▶ Records for this exercise
'''
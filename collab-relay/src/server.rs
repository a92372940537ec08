//! WebSocket server: one task per connection, all sharing one [`Hub`].
//!
//! ```text
//! Client A ──┐                       ┌── SessionRegistry
//!            ├── connection task ──► Hub ── DeltaRelay ──► outboxes ──► peers
//! Client B ──┘                       └── SnapshotPersister ──► DocumentStore
//! ```
//!
//! Each connection task multiplexes two sources with `select!`: frames read
//! from its socket, and frames queued in its outbox by the hub. Closing the
//! socket, cleanly or not, always ends in `Hub::disconnect`.

use futures_util::{SinkExt, StreamExt};
use std::net::SocketAddr;
use std::sync::atomic::{AtomicU64, Ordering};
use std::sync::Arc;
use tokio::net::{TcpListener, TcpStream};
use tokio_tungstenite::tungstenite::handshake::server::{ErrorResponse, Request, Response};
use tokio_tungstenite::tungstenite::http::{header::ORIGIN, StatusCode};
use tokio_tungstenite::tungstenite::Message;

use crate::config::{OriginPolicy, ServerConfig};
use crate::hub::{Hub, OpenOutcome};
use crate::protocol::ClientMessage;
use crate::relay::RelayReport;
use crate::session::ConnectionId;
use crate::storage::{DocumentStore, RocksStore, StoreError};

#[derive(Debug, thiserror::Error)]
pub enum ServerError {
    #[error("Storage unavailable: {0}")]
    Storage(#[from] StoreError),
    #[error("I/O error: {0}")]
    Io(#[from] std::io::Error),
    #[error("WebSocket error: {0}")]
    WebSocket(#[from] tokio_tungstenite::tungstenite::Error),
}

/// Server statistics.
#[derive(Debug, Clone, Default, PartialEq, Eq)]
pub struct ServerStats {
    pub total_connections: u64,
    pub active_connections: u64,
    pub rejected_handshakes: u64,
    pub documents_opened: u64,
    pub deltas_relayed: u64,
    pub deliveries: u64,
    pub dropped_deliveries: u64,
    pub saves: u64,
    pub failed_saves: u64,
    pub rejected_frames: u64,
    pub active_sessions: usize,
}

/// Counters updated from connection tasks without taking the hub lock.
#[derive(Default)]
struct AtomicServerStats {
    total_connections: AtomicU64,
    active_connections: AtomicU64,
    rejected_handshakes: AtomicU64,
    documents_opened: AtomicU64,
    deltas_relayed: AtomicU64,
    deliveries: AtomicU64,
    dropped_deliveries: AtomicU64,
    saves: AtomicU64,
    failed_saves: AtomicU64,
    rejected_frames: AtomicU64,
}

impl AtomicServerStats {
    fn bump(counter: &AtomicU64) {
        counter.fetch_add(1, Ordering::Relaxed);
    }

    fn record_relay(&self, report: RelayReport) {
        self.deltas_relayed.fetch_add(1, Ordering::Relaxed);
        self.deliveries
            .fetch_add(report.delivered as u64, Ordering::Relaxed);
        self.dropped_deliveries
            .fetch_add(report.dropped as u64, Ordering::Relaxed);
    }

    fn snapshot(&self, active_sessions: usize) -> ServerStats {
        let load = |c: &AtomicU64| c.load(Ordering::Relaxed);
        ServerStats {
            total_connections: load(&self.total_connections),
            active_connections: load(&self.active_connections),
            rejected_handshakes: load(&self.rejected_handshakes),
            documents_opened: load(&self.documents_opened),
            deltas_relayed: load(&self.deltas_relayed),
            deliveries: load(&self.deliveries),
            dropped_deliveries: load(&self.dropped_deliveries),
            saves: load(&self.saves),
            failed_saves: load(&self.failed_saves),
            rejected_frames: load(&self.rejected_frames),
            active_sessions,
        }
    }
}

/// The collaboration server.
pub struct SyncServer {
    config: ServerConfig,
    hub: Arc<Hub>,
    stats: Arc<AtomicServerStats>,
}

impl SyncServer {
    /// Open the RocksDB store named in `config` and build the server.
    ///
    /// An unreachable store is an error here; there is no degraded mode.
    pub fn open(config: ServerConfig) -> Result<Self, ServerError> {
        let store = RocksStore::open(config.store.clone())?;
        let documents = store.list_documents()?.len();
        log::info!(
            "Opened document store at {} ({documents} documents)",
            store.path().display()
        );
        Ok(Self::with_store(config, Arc::new(store)))
    }

    /// Build the server on an already opened store.
    pub fn with_store(config: ServerConfig, store: Arc<dyn DocumentStore>) -> Self {
        let hub = Arc::new(Hub::new(store, config.outbox_capacity));
        Self {
            config,
            hub,
            stats: Arc::new(AtomicServerStats::default()),
        }
    }

    pub async fn bind(&self) -> Result<TcpListener, ServerError> {
        Ok(TcpListener::bind(&self.config.bind_addr).await?)
    }

    /// Bind the configured address and serve forever.
    pub async fn run(&self) -> Result<(), ServerError> {
        let listener = self.bind().await?;
        self.serve(listener).await
    }

    /// Accept connections from `listener` forever.
    pub async fn serve(&self, listener: TcpListener) -> Result<(), ServerError> {
        log::info!("Collaboration server listening on {}", listener.local_addr()?);

        loop {
            let (stream, addr) = listener.accept().await?;
            log::debug!("New TCP connection from {addr}");

            let hub = self.hub.clone();
            let stats = self.stats.clone();
            let origin = self.config.allowed_origin.clone();

            tokio::spawn(async move {
                if let Err(e) = Self::handle_connection(stream, addr, hub, stats, origin).await {
                    log::error!("Connection error from {addr}: {e}");
                }
            });
        }
    }

    async fn handle_connection(
        stream: TcpStream,
        addr: SocketAddr,
        hub: Arc<Hub>,
        stats: Arc<AtomicServerStats>,
        origin: OriginPolicy,
    ) -> Result<(), ServerError> {
        let check_origin = move |req: &Request, resp: Response| -> Result<Response, ErrorResponse> {
            let header = req.headers().get(ORIGIN).and_then(|v| v.to_str().ok());
            if origin.permits(header) {
                return Ok(resp);
            }
            log::warn!("Rejected WebSocket from {addr}: origin {header:?} not allowed");
            let mut denied = ErrorResponse::new(Some("Origin not allowed".to_string()));
            *denied.status_mut() = StatusCode::FORBIDDEN;
            Err(denied)
        };

        let ws_stream = match tokio_tungstenite::accept_hdr_async(stream, check_origin).await {
            Ok(ws) => ws,
            Err(e) => {
                AtomicServerStats::bump(&stats.rejected_handshakes);
                return Err(e.into());
            }
        };
        let (mut ws_sender, mut ws_receiver) = ws_stream.split();

        let (conn, mut outbox) = hub.connect().await;
        AtomicServerStats::bump(&stats.total_connections);
        AtomicServerStats::bump(&stats.active_connections);
        log::info!("Connection {conn} established from {addr}");

        let result = async {
            loop {
                tokio::select! {
                    msg = ws_receiver.next() => {
                        match msg {
                            Some(Ok(Message::Text(text))) => {
                                // Keep flushing the outbox while the frame is handled:
                                // `load-document` may be waiting for room in it.
                                let work = Self::dispatch(conn, &text, &hub, &stats);
                                tokio::pin!(work);
                                loop {
                                    tokio::select! {
                                        () = &mut work => break,
                                        Some(frame) = outbox.recv() => ws_sender.send(frame).await?,
                                    }
                                }
                            }
                            Some(Ok(Message::Ping(data))) => {
                                ws_sender.send(Message::Pong(data)).await?;
                            }
                            Some(Ok(Message::Binary(_))) => {
                                AtomicServerStats::bump(&stats.rejected_frames);
                                log::debug!("Ignoring binary frame from {conn}");
                            }
                            Some(Ok(Message::Close(_))) | None => {
                                log::info!("Connection {conn} closed");
                                break;
                            }
                            Some(Err(e)) => {
                                log::warn!("WebSocket error on {conn}: {e}");
                                break;
                            }
                            Some(Ok(_)) => {}
                        }
                    }

                    frame = outbox.recv() => {
                        match frame {
                            Some(frame) => ws_sender.send(frame).await?,
                            None => break,
                        }
                    }
                }
            }
            Ok::<(), ServerError>(())
        }
        .await;

        if let Some(doc_id) = hub.disconnect(conn).await {
            log::info!("Connection {conn} left {doc_id}");
        }
        stats.active_connections.fetch_sub(1, Ordering::Relaxed);

        result
    }

    /// Act on one text frame. Failures are logged; the connection stays up.
    async fn dispatch(conn: ConnectionId, text: &str, hub: &Hub, stats: &AtomicServerStats) {
        let msg = match ClientMessage::decode(text) {
            Ok(msg) => msg,
            Err(e) => {
                AtomicServerStats::bump(&stats.rejected_frames);
                log::warn!("Rejected frame from {conn}: {e}");
                return;
            }
        };
        log::debug!("{} from {conn}", msg.event());

        match msg {
            ClientMessage::GetDocument(doc_id) => {
                match hub.open_document(conn, doc_id.as_deref()).await {
                    Ok(OpenOutcome::Opened { .. }) => {
                        AtomicServerStats::bump(&stats.documents_opened);
                    }
                    Ok(OpenOutcome::Ignored) => {
                        log::debug!("get-document without an id from {conn} ignored");
                    }
                    Ok(OpenOutcome::Discarded) => {}
                    Err(e) => log::error!("Failed to open document for {conn}: {e}"),
                }
            }
            ClientMessage::SendChanges(delta) => match hub.relay(conn, &delta).await {
                Ok(report) => stats.record_relay(report),
                Err(e) => log::error!("Failed to relay delta from {conn}: {e}"),
            },
            ClientMessage::SaveDocument(content) => match hub.persist(conn, &content).await {
                Ok(Some(meta)) => {
                    AtomicServerStats::bump(&stats.saves);
                    log::debug!(
                        "Saved {} ({} bytes) from {conn}",
                        meta.doc_id,
                        meta.content_size
                    );
                }
                Ok(None) => log::debug!("save-document from {conn} without a session ignored"),
                Err(e) => {
                    AtomicServerStats::bump(&stats.failed_saves);
                    log::error!("Failed to save document for {conn}: {e}");
                }
            },
        }
    }

    pub async fn stats(&self) -> ServerStats {
        self.stats.snapshot(self.hub.session_count().await)
    }

    pub fn bind_addr(&self) -> &str {
        &self.config.bind_addr
    }

    pub fn hub(&self) -> &Arc<Hub> {
        &self.hub
    }
}

#[cfg(test)]
mod tests {
    use super::*;
    use crate::storage::{MemoryStore, StoreConfig};

    #[test]
    fn test_server_creation() {
        let server = SyncServer::with_store(ServerConfig::default(), Arc::new(MemoryStore::new()));
        assert_eq!(server.bind_addr(), "0.0.0.0:5000");
    }

    #[tokio::test]
    async fn test_server_stats_initial() {
        let server = SyncServer::with_store(ServerConfig::default(), Arc::new(MemoryStore::new()));
        assert_eq!(server.stats().await, ServerStats::default());
    }

    #[tokio::test]
    async fn test_open_with_rocksdb() {
        let dir = tempfile::tempdir().unwrap();
        let config = ServerConfig {
            store: StoreConfig::for_testing(dir.path().join("db")),
            ..ServerConfig::default()
        };
        let server = SyncServer::open(config).unwrap();
        assert!(server.hub().store().list_documents().unwrap().is_empty());
    }

    #[test]
    fn test_open_unreachable_storage_fails() {
        let dir = tempfile::tempdir().unwrap();
        let blocker = dir.path().join("file");
        std::fs::write(&blocker, b"not a database").unwrap();
        let config = ServerConfig {
            store: StoreConfig::for_testing(blocker.join("db")),
            ..ServerConfig::default()
        };
        assert!(matches!(SyncServer::open(config), Err(ServerError::Storage(_))));
    }

    #[test]
    fn test_record_relay() {
        let stats = AtomicServerStats::default();
        stats.record_relay(RelayReport {
            delivered: 3,
            dropped: 1,
        });
        let snap = stats.snapshot(2);
        assert_eq!(snap.deltas_relayed, 1);
        assert_eq!(snap.deliveries, 3);
        assert_eq!(snap.dropped_deliveries, 1);
        assert_eq!(snap.active_sessions, 2);
    }
}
'''
▶ Task goal
Work out how many lines above include the string "return", then give that number alone.

▶ Written response
3